The lengthy time between episodes really does bug me, but after experiencing Once Upon a Climb, my feelings of frustration melted away.
King’s Quest: Once Upon a Climb (PC [reviewed], PS3, PS4, Xbox 360, Xbox One)
Developer: The Odd Gentlemen
Publisher: Sierra Entertainment
Released: April 26, 2016
MSRP: $9.99 per episode / $40 for the “Complete Collection”
[No major spoilers are mentioned for the current episode, although events of previous episodes will inevitably be discussed.]
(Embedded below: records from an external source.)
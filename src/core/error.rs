//! Error types for the template/auto-text core.
//!
//! Validation and lookup failures are plain data returned to the caller;
//! storage failures wrap the backend error so the UI can warn loudly that
//! the no-data-loss guarantee is broken.

use thiserror::Error;

/// Error for core operations.
#[derive(Debug, Error)]
pub enum CoreError {
    /// Input rejected before any state change (empty rule shortcut,
    /// empty model or tab name).
    #[error("validation failed: {0}")]
    Validation(String),

    /// No snapshot in the backup history carries the requested timestamp.
    #[error("no backup found for timestamp {timestamp}")]
    SnapshotNotFound { timestamp: String },

    /// A snapshot or import payload could not be parsed into application
    /// state. The live state is left untouched.
    #[error("corrupted backup data: {reason}")]
    CorruptData { reason: String },

    /// The durable write failed. The in-memory state is still the source
    /// of truth, but it is no longer guaranteed to survive a crash.
    #[error("durable storage write failed")]
    Storage(#[source] anyhow::Error),
}

impl CoreError {
    /// Shorthand for a [`CoreError::Validation`].
    pub fn validation(msg: impl Into<String>) -> Self {
        Self::Validation(msg.into())
    }

    /// Shorthand for a [`CoreError::CorruptData`].
    pub fn corrupt(reason: impl Into<String>) -> Self {
        Self::CorruptData {
            reason: reason.into(),
        }
    }
}

/// Result type alias for core operations.
pub type Result<T> = std::result::Result<T, CoreError>;
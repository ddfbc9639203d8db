//! Search and pagination view over the rule list
//!
//! Pure presentation state for the rule-editing dialog: case-insensitive
//! filtering across both fields, fixed page size, and automatic page reset
//! whenever the search term or the rule count changes.

use crate::core::state::Rule;

/// Rules shown per page in the editing dialog.
pub const PAGE_SIZE: usize = 5;

/// Presentation state for browsing the rule list.
#[derive(Debug, Clone)]
pub struct RuleBrowser {
    term: String,
    page: usize,
    last_count: usize,
}

impl Default for RuleBrowser {
    fn default() -> Self {
        Self::new()
    }
}

impl RuleBrowser {
    /// Browser starting on page 1 with no filter.
    pub fn new() -> Self {
        Self {
            term: String::new(),
            page: 1,
            last_count: 0,
        }
    }

    /// Current search term.
    pub fn term(&self) -> &str {
        &self.term
    }

    /// Update the search term, resetting to page 1 when it changes.
    pub fn set_term(&mut self, term: impl Into<String>) {
        let term = term.into();
        if term != self.term {
            self.term = term;
            self.page = 1;
        }
    }

    /// Current page (1-based).
    pub fn page(&self) -> usize {
        self.page
    }

    /// Jump to a page; clamped into range on the next `visible` call.
    pub fn set_page(&mut self, page: usize) {
        self.page = page.max(1);
    }

    /// Number of pages for the current filter.
    pub fn page_count(&self, rules: &[Rule]) -> usize {
        let matches = rules.iter().filter(|r| self.matches(r)).count();
        matches.div_ceil(PAGE_SIZE).max(1)
    }

    /// The rules visible on the current page, as `(index, rule)` pairs so
    /// the caller can address edits back to the full list.
    ///
    /// Filtering is applied before pagination. A changed rule count (after
    /// add/delete) resets to page 1.
    pub fn visible<'a>(&mut self, rules: &'a [Rule]) -> Vec<(usize, &'a Rule)> {
        if rules.len() != self.last_count {
            self.last_count = rules.len();
            self.page = 1;
        }

        let filtered: Vec<(usize, &Rule)> = rules
            .iter()
            .enumerate()
            .filter(|(_, r)| self.matches(r))
            .collect();

        let pages = filtered.len().div_ceil(PAGE_SIZE).max(1);
        if self.page > pages {
            self.page = pages;
        }

        filtered
            .into_iter()
            .skip((self.page - 1) * PAGE_SIZE)
            .take(PAGE_SIZE)
            .collect()
    }

    fn matches(&self, rule: &Rule) -> bool {
        if self.term.is_empty() {
            return true;
        }
        let term = self.term.to_lowercase();
        rule.find.to_lowercase().contains(&term) || rule.replace.to_lowercase().contains(&term)
    }
}

#[cfg(test)]
mod tests {
    use super::*;

    fn rules(n: usize) -> Vec<Rule> {
        (0..n)
            .map(|i| Rule::new(format!("*r{i}"), format!("Texto {i}")))
            .collect()
    }

    #[test]
    fn pages_hold_five_rules() {
        let rules = rules(12);
        let mut browser = RuleBrowser::new();

        let page1 = browser.visible(&rules);
        assert_eq!(page1.len(), 5);
        assert_eq!(page1[0].0, 0);

        browser.set_page(3);
        let page3 = browser.visible(&rules);
        assert_eq!(page3.len(), 2);
        assert_eq!(page3[0].0, 10);
        assert_eq!(browser.page_count(&rules), 3);
    }

    #[test]
    fn filter_is_case_insensitive_across_both_fields() {
        let rules = vec![
            Rule::new("*id", "Identidade"),
            Rule::new("*END", "endereço"),
            Rule::new("*tel", "Telefone"),
        ];
        let mut browser = RuleBrowser::new();
        browser.set_term("end");

        let visible = browser.visible(&rules);
        let finds: Vec<&str> = visible.iter().map(|(_, r)| r.find.as_str()).collect();
        assert_eq!(finds, vec!["*END"]);

        browser.set_term("IDENT");
        let visible = browser.visible(&rules);
        assert_eq!(visible[0].1.replace, "Identidade");
    }

    #[test]
    fn filtering_happens_before_pagination() {
        // 8 rules match "par", so the filtered set has 2 pages
        let mut all = rules(20);
        for i in 0..8 {
            all[i].replace = format!("Parágrafo {i}");
        }
        let mut browser = RuleBrowser::new();
        browser.visible(&all);
        browser.set_term("par");

        assert_eq!(browser.visible(&all).len(), 5);
        assert_eq!(browser.page_count(&all), 2);
        browser.set_page(2);
        assert_eq!(browser.visible(&all).len(), 3);
    }

    #[test]
    fn term_change_resets_page() {
        let rules = rules(12);
        let mut browser = RuleBrowser::new();
        browser.visible(&rules);
        browser.set_page(3);
        browser.visible(&rules);
        assert_eq!(browser.page(), 3);

        browser.set_term("texto 1");
        assert_eq!(browser.page(), 1);
    }

    #[test]
    fn count_change_resets_page() {
        let mut all = rules(12);
        let mut browser = RuleBrowser::new();
        browser.visible(&all);
        browser.set_page(3);
        browser.visible(&all);
        assert_eq!(browser.page(), 3);

        all.remove(0);
        browser.visible(&all);
        assert_eq!(browser.page(), 1);
    }

    #[test]
    fn out_of_range_page_clamps() {
        let rules = rules(7);
        let mut browser = RuleBrowser::new();
        browser.visible(&rules);
        browser.set_page(9);
        let visible = browser.visible(&rules);
        assert_eq!(browser.page(), 2);
        assert_eq!(visible.len(), 2);
    }
}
After a brief intro, we get a sense of where we’re at in the timeline. The first chapter dealt with Graham becoming king, the second was after he was freshly crowned, and the third, according to the narration, is “several years later.” Graham recounts how he’s trying to make the kingdom a better place, but he’s also growing as a human being, and begins to notice things like his friends drifting away and starting families of their own. It skirts tones of depression and isolation and sprinkles in humor, to a large degree of success.
All the while, there’s a larger emphasis on the current timeline (read: where Graham is possibly on his death bed), and the overarching story involving Manny, who has meddled in our hero’s affairs from the very start. This is all anchored by the consistently endearing musings of old Graham (voiced by Christopher Lloyd) as a semi-reliable narrator. One part in particular was interesting, where he recounts a situation that involves three screens, all of which instantly cut to different points in his life. The puzzle involves planting seeds that will later grow in certain locations — with him misremembering certain items depending on which ones the player picks up and shuttles to new screens. It’s a clever way to work in the narration conceit.
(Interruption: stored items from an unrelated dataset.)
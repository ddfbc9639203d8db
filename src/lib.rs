//! Escriba - auto-text and template engine core for legal document drafting
//!
//! The two subsystems with real engineering live here: the keystroke-driven
//! auto-replacement engine and the transactional state store with debounced,
//! bounded, crash-safe snapshotting. The surrounding editor UI embeds
//! [`EscribaCore`] and drives it through its narrow API.

mod app;
pub mod core;
pub mod engine;
pub mod store;

pub use crate::app::EscribaCore;
pub use crate::core::config::CoreConfig;
pub use crate::core::error::{CoreError, Result};
pub use crate::core::state::{AppState, Model, Rule, Snapshot, Tab, MAX_HISTORY_ITEMS};
pub use crate::engine::browser::{RuleBrowser, PAGE_SIZE};
pub use crate::engine::surface::TextSurface;
pub use crate::engine::{PendingReplacement, RuleEngine, Substitution, DELIMITERS, NBSP};
pub use crate::store::storage::{JsonFileStorage, MemoryStorage, StateStorage};
pub use crate::store::{ModifyOptions, Store, StoreObserver};
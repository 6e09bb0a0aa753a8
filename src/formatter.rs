use crate::reader::BufferReader;
use crate::resolver::Resolver;
use crate::writer::BufferWriter;
use crate::Result;
use std::sync::Arc;

/// How a formatter's payload begins on the wire.
///
/// Wrappers that must tell "absent" apart from "present" (see the nullable formatter) use this to
/// decide what, if anything, to write before the inner payload.
#[derive(Debug, Clone, Copy, PartialEq, Eq)]
pub enum Framing {
    /// Starts with a tag that is never `Nil`.
    SelfDescribing,
    /// Untagged fixed-width scalar. Carries the tag a wrapper writes to self-describe it.
    Scalar(u8),
    /// Untagged bytes with no entry in the tag table.
    Raw,
    /// May itself start with `Nil`.
    Nullable,
}

/// Serialize, deserialize and length for exactly one type.
///
/// Formatters are built once per type by the [`Resolver`] and shared for the life of the process,
/// so they must be immutable after construction.
pub trait Formatter<T>: Send + Sync + 'static {
    fn serialize(&self, writer: &mut BufferWriter<'_>, value: &T) -> Result<()>;

    fn deserialize(&self, reader: &mut BufferReader<'_>) -> Result<T>;

    /// Exact number of bytes the next `serialize` of `value` writes.
    fn length(&self, value: &T) -> Result<usize>;

    /// Typical-case size hint, used to presize buffers.
    fn default_length(&self) -> usize;

    fn framing(&self) -> Framing {
        Framing::SelfDescribing
    }
}

/// Which built-in generic shape a type is, as reported by [`TypeKind::Generic`].
#[derive(Debug, Clone, Copy, PartialEq, Eq, Hash)]
pub enum GenericShape {
    List,
    Queue,
    Set,
    Heap,
    Map,
    Nullable,
    Pointer,
    Tuple,
    Result,
    Memory,
}

/// Shape of a type, reported by [`Formattable::KIND`].
///
/// Formatters are built by each type's [`Formattable::build_formatter`], not by switching on the
/// kind. The resolver reads it only to reject [`TypeKind::Abstract`] types and to label its logs;
/// the other variants are descriptive metadata for callers that inspect types.
#[derive(Debug, Clone, Copy, PartialEq, Eq, Hash)]
pub enum TypeKind {
    Scalar,
    Enum,
    Array,
    Generic(GenericShape),
    /// A plain object, usually produced by `#[derive(Formattable)]`.
    Object,
    /// Cannot be materialized on decode without a registered formatter.
    Abstract,
}

/// A type the resolver can build a formatter for.
pub trait Formattable: Sized + 'static {
    const KIND: TypeKind;

    /// Builds the formatter for `Self`, resolving any formatters it depends on through
    /// `resolver`. Called at most once per resolver and type.
    fn build_formatter(resolver: &Resolver) -> Result<Arc<dyn Formatter<Self>>>;
}

/// Marks a type as abstract.
///
/// Resolving it fails with [`crate::ConfigError::AbstractType`] unless a concrete formatter was
/// registered for it through [`crate::ResolverBuilder`].
///
/// ```rust
/// use wirepack::{formattable_abstract, Resolver};
///
/// pub trait Shape: Send + Sync {}
/// formattable_abstract!(Box<dyn Shape>);
///
/// assert!(Resolver::new().get_formatter::<Box<dyn Shape>>().is_err());
/// ```
#[macro_export]
macro_rules! formattable_abstract {
    ($($ty:ty),+ $(,)?) => {
        $(
            impl $crate::Formattable for $ty {
                const KIND: $crate::TypeKind = $crate::TypeKind::Abstract;

                fn build_formatter(
                    _resolver: &$crate::Resolver,
                ) -> $crate::Result<::std::sync::Arc<dyn $crate::Formatter<Self>>> {
                    ::std::result::Result::Err($crate::ConfigError::AbstractType {
                        type_name: ::std::any::type_name::<Self>(),
                    }
                    .into())
                }
            }
        )+
    };
}
//! Formatter resolver.
//!
//! Maps each type to exactly one formatter instance. Formatters come from the registration table
//! first, then from the cache, and are otherwise built through [`Formattable::build_formatter`]
//! and memoized. Building happens outside the cache lock because building a composite resolves
//! its parts through the same resolver.

use crate::formatter::{Formattable, Formatter, Framing, TypeKind};
use crate::reader::BufferReader;
use crate::writer::BufferWriter;
use crate::{CodecError, ConfigError, Result};
use once_cell::sync::{Lazy, OnceCell};
use parking_lot::RwLock;
use std::any::{type_name, Any, TypeId};
use std::cell::RefCell;
use std::collections::HashMap;
use std::sync::{Arc, Weak};
use tracing::debug;

/// A formatter used through `dyn Any`, for call sites that only know the type at runtime.
pub trait ErasedFormatter: Send + Sync {
    fn value_type_id(&self) -> TypeId;

    fn type_name(&self) -> &'static str;

    /// Fails with [`ConfigError::TypeMismatch`] if `value` is not of this formatter's type.
    fn serialize_dyn(&self, writer: &mut BufferWriter<'_>, value: &dyn Any) -> Result<()>;

    fn deserialize_dyn(&self, reader: &mut BufferReader<'_>) -> Result<Box<dyn Any>>;

    fn length_dyn(&self, value: &dyn Any) -> Result<usize>;
}

struct ErasedAdapter<T: 'static> {
    inner: Arc<dyn Formatter<T>>,
}

impl<T: 'static> ErasedAdapter<T> {
    fn downcast<'v>(&self, value: &'v dyn Any) -> Result<&'v T> {
        value.downcast_ref::<T>().ok_or_else(|| {
            CodecError::from(ConfigError::TypeMismatch {
                expected: type_name::<T>(),
            })
        })
    }
}

impl<T: 'static> ErasedFormatter for ErasedAdapter<T> {
    fn value_type_id(&self) -> TypeId {
        TypeId::of::<T>()
    }

    fn type_name(&self) -> &'static str {
        type_name::<T>()
    }

    fn serialize_dyn(&self, writer: &mut BufferWriter<'_>, value: &dyn Any) -> Result<()> {
        self.inner.serialize(writer, self.downcast(value)?)
    }

    fn deserialize_dyn(&self, reader: &mut BufferReader<'_>) -> Result<Box<dyn Any>> {
        Ok(Box::new(self.inner.deserialize(reader)?))
    }

    fn length_dyn(&self, value: &dyn Any) -> Result<usize> {
        self.inner.length(self.downcast(value)?)
    }
}

/// One memoization slot.
struct Entry {
    /// Holds an `Arc<dyn Formatter<T>>`.
    typed: Arc<dyn Any + Send + Sync>,
    erased: Arc<dyn ErasedFormatter>,
}

impl Entry {
    fn new<T: 'static>(formatter: Arc<dyn Formatter<T>>) -> Self {
        Self {
            erased: Arc::new(ErasedAdapter {
                inner: formatter.clone(),
            }),
            typed: Arc::new(formatter),
        }
    }

    fn typed<T: 'static>(&self) -> Result<Arc<dyn Formatter<T>>> {
        (*self.typed)
            .downcast_ref::<Arc<dyn Formatter<T>>>()
            .cloned()
            .ok_or_else(|| {
                CodecError::from(ConfigError::TypeMismatch {
                    expected: type_name::<T>(),
                })
            })
    }
}

struct ResolverInner {
    registered: HashMap<TypeId, Entry>,
    cache: RwLock<HashMap<TypeId, Entry>>,
}

thread_local! {
    /// Types whose formatter is being built on this thread, keyed by resolver.
    static BUILDING: RefCell<Vec<(usize, TypeId)>> = const { RefCell::new(Vec::new()) };
}

struct BuildingGuard;

impl BuildingGuard {
    fn push(key: (usize, TypeId)) -> Self {
        BUILDING.with(|building| building.borrow_mut().push(key));
        BuildingGuard
    }
}

impl Drop for BuildingGuard {
    fn drop(&mut self) {
        BUILDING.with(|building| {
            building.borrow_mut().pop();
        });
    }
}

static GLOBAL: Lazy<Resolver> = Lazy::new(Resolver::new);

/// Type to formatter registry. Cheap to clone; clones share one cache.
#[derive(Clone)]
pub struct Resolver {
    inner: Arc<ResolverInner>,
}

impl Resolver {
    /// A resolver with no registrations.
    pub fn new() -> Self {
        Self::from_registered(HashMap::new())
    }

    pub fn builder() -> ResolverBuilder {
        ResolverBuilder::default()
    }

    /// The process-wide resolver used by [`crate::serialize`] and friends.
    pub fn global() -> &'static Resolver {
        &GLOBAL
    }

    fn from_registered(registered: HashMap<TypeId, Entry>) -> Self {
        Self {
            inner: Arc::new(ResolverInner {
                registered,
                cache: RwLock::new(HashMap::new()),
            }),
        }
    }

    fn key(&self, id: TypeId) -> (usize, TypeId) {
        (Arc::as_ptr(&self.inner) as usize, id)
    }

    fn is_building(&self, id: TypeId) -> bool {
        let key = self.key(id);
        BUILDING.with(|building| building.borrow().contains(&key))
    }

    /// Returns the formatter for `T`, building and caching it on first use.
    ///
    /// Every call for the same `T` returns the same instance.
    ///
    /// # Errors
    /// [`ConfigError::AbstractType`] if `T` is abstract and nothing was registered for it, or any
    /// error raised while building the formatters `T` depends on.
    pub fn get_formatter<T: Formattable>(&self) -> Result<Arc<dyn Formatter<T>>> {
        let id = TypeId::of::<T>();
        if let Some(entry) = self.inner.registered.get(&id) {
            return entry.typed::<T>();
        }
        if let Some(entry) = self.inner.cache.read().get(&id) {
            return entry.typed::<T>();
        }
        if matches!(T::KIND, TypeKind::Abstract) {
            return Err(ConfigError::AbstractType {
                type_name: type_name::<T>(),
            }
            .into());
        }
        if self.is_building(id) {
            // Recursive type: hand out a placeholder that looks the finished formatter up later.
            return Ok(Arc::new(DeferredFormatter::<T>::new(self)));
        }

        let formatter = {
            let _building = BuildingGuard::push(self.key(id));
            debug!(type_name = type_name::<T>(), kind = ?T::KIND, "building formatter");
            T::build_formatter(self)?
        };

        let mut cache = self.inner.cache.write();
        cache
            .entry(id)
            .or_insert_with(|| Entry::new(formatter))
            .typed::<T>()
    }

    /// Untyped lookup for call sites that only have a `TypeId`.
    ///
    /// Only types that were registered, preloaded with [`ResolverBuilder::resolve`], or already
    /// resolved through [`Resolver::get_formatter`] are known here; there is no way to build a
    /// formatter from a `TypeId` alone.
    pub fn get_formatter_dyn(&self, id: TypeId) -> Result<Arc<dyn ErasedFormatter>> {
        if let Some(entry) = self.inner.registered.get(&id) {
            return Ok(entry.erased.clone());
        }
        match self.inner.cache.read().get(&id) {
            Some(entry) => Ok(entry.erased.clone()),
            None => Err(ConfigError::Unresolved {
                type_name: format!("{:?}", id),
            }
            .into()),
        }
    }

    /// Resolves `T` and returns its erased form.
    pub fn erased<T: Formattable>(&self) -> Result<Arc<dyn ErasedFormatter>> {
        self.get_formatter::<T>()?;
        self.get_formatter_dyn(TypeId::of::<T>())
    }

    /// The formatter registered for `T`, if any. `T` need not be [`Formattable`].
    pub fn registered<T: 'static>(&self) -> Option<Arc<dyn Formatter<T>>> {
        self.inner
            .registered
            .get(&TypeId::of::<T>())
            .and_then(|entry| entry.typed::<T>().ok())
    }

    pub fn is_cached<T: 'static>(&self) -> bool {
        self.inner.cache.read().contains_key(&TypeId::of::<T>())
    }

    /// Number of formatters built and memoized so far.
    pub fn cached_count(&self) -> usize {
        self.inner.cache.read().len()
    }
}

impl Default for Resolver {
    fn default() -> Self {
        Self::new()
    }
}

impl std::fmt::Debug for Resolver {
    fn fmt(&self, f: &mut std::fmt::Formatter<'_>) -> std::fmt::Result {
        f.debug_struct("Resolver")
            .field("registered", &self.inner.registered.len())
            .field("cached", &self.cached_count())
            .finish()
    }
}

/// Stands in for the formatter of a type that is still being built, so a type can contain
/// itself through a pointer or collection.
struct DeferredFormatter<T: 'static> {
    resolver: Weak<ResolverInner>,
    slot: OnceCell<Arc<dyn Formatter<T>>>,
}

impl<T: Formattable> DeferredFormatter<T> {
    fn new(resolver: &Resolver) -> Self {
        Self {
            resolver: Arc::downgrade(&resolver.inner),
            slot: OnceCell::new(),
        }
    }

    fn target(&self) -> Result<&Arc<dyn Formatter<T>>> {
        self.slot.get_or_try_init(|| -> Result<Arc<dyn Formatter<T>>> {
            let inner = self.resolver.upgrade().ok_or(ConfigError::ResolverDropped {
                type_name: type_name::<T>(),
            })?;
            let resolver = Resolver { inner };
            if resolver.is_building(TypeId::of::<T>()) {
                return Err(ConfigError::Unresolved {
                    type_name: type_name::<T>().to_string(),
                }
                .into());
            }
            resolver.get_formatter::<T>()
        })
    }
}

impl<T: Formattable> Formatter<T> for DeferredFormatter<T> {
    fn serialize(&self, writer: &mut BufferWriter<'_>, value: &T) -> Result<()> {
        self.target()?.serialize(writer, value)
    }

    fn deserialize(&self, reader: &mut BufferReader<'_>) -> Result<T> {
        self.target()?.deserialize(reader)
    }

    fn length(&self, value: &T) -> Result<usize> {
        self.target()?.length(value)
    }

    fn default_length(&self) -> usize {
        self.target().map_or(0, |target| target.default_length())
    }

    fn framing(&self) -> Framing {
        self.target()
            .map_or(Framing::SelfDescribing, |target| target.framing())
    }
}

type Preload = fn(&Resolver) -> Result<()>;

fn preload<T: Formattable>(resolver: &Resolver) -> Result<()> {
    resolver.get_formatter::<T>().map(drop)
}

/// Startup registration: a table from type to formatter instance.
///
/// Registered formatters win over anything the resolver would build, including for abstract
/// types.
#[derive(Default)]
pub struct ResolverBuilder {
    registered: HashMap<TypeId, Entry>,
    duplicates: Vec<&'static str>,
    preloads: Vec<Preload>,
}

impl ResolverBuilder {
    pub fn register<T, F>(self, formatter: F) -> Self
    where
        T: 'static,
        F: Formatter<T>,
    {
        self.register_shared::<T>(Arc::new(formatter))
    }

    pub fn register_shared<T: 'static>(mut self, formatter: Arc<dyn Formatter<T>>) -> Self {
        let id = TypeId::of::<T>();
        if self.registered.contains_key(&id) {
            self.duplicates.push(type_name::<T>());
        } else {
            debug!(type_name = type_name::<T>(), "registered formatter");
            self.registered.insert(id, Entry::new(formatter));
        }
        self
    }

    /// Builds the formatter for `T` when the resolver is built, so untyped lookups through
    /// [`Resolver::get_formatter_dyn`] find it without a typed call first.
    pub fn resolve<T: Formattable>(mut self) -> Self {
        self.preloads.push(preload::<T>);
        self
    }

    /// # Errors
    /// [`ConfigError::DuplicateRegistration`] if any type was registered twice, or the error of
    /// a type passed to [`ResolverBuilder::resolve`] that cannot be resolved.
    pub fn build(self) -> Result<Resolver> {
        if let Some(&type_name) = self.duplicates.first() {
            return Err(ConfigError::DuplicateRegistration { type_name }.into());
        }
        let resolver = Resolver::from_registered(self.registered);
        for preload in &self.preloads {
            preload(&resolver)?;
        }
        Ok(resolver)
    }
}

impl std::fmt::Debug for ResolverBuilder {
    fn fmt(&self, f: &mut std::fmt::Formatter<'_>) -> std::fmt::Result {
        f.debug_struct("ResolverBuilder")
            .field("registered", &self.registered.len())
            .field("duplicates", &self.duplicates)
            .field("preloads", &self.preloads.len())
            .finish()
    }
}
But back to the core theme of loneliness — much of the tale deals with the pair of maidens that may become the wife of Graham. They’re a good match for the aloof king, from their vocal performances to their characterizations themselves. You get some shared and alone time with each, and even play a card game (Moral Quarrel) with them. It’s one of many lovely little moments where you’re able to actually connect with the characters on a more personal level, which is rare in recent adventure games.
When it comes to pacing, it’s somewhere in the middle of the first two episodes. The environments aren’t quite as sprawling as the first chapter, but its puzzles are a lot less frustrating than the second. For those of you who didn’t appreciate the stark changes made in Rubble Without a Cause, things are relatively back to normal.
King’s Quest: Once Upon a Climb isn’t the most enthralling tale I’ve played, but I’m still very much all-in on the series and was grinning throughout. It’s a nice slice of life with a likable cast, and with the goodwill this reboot has gained so far, that’s all I need.
[This review is based on a retail build of the game purchased by the reviewer.]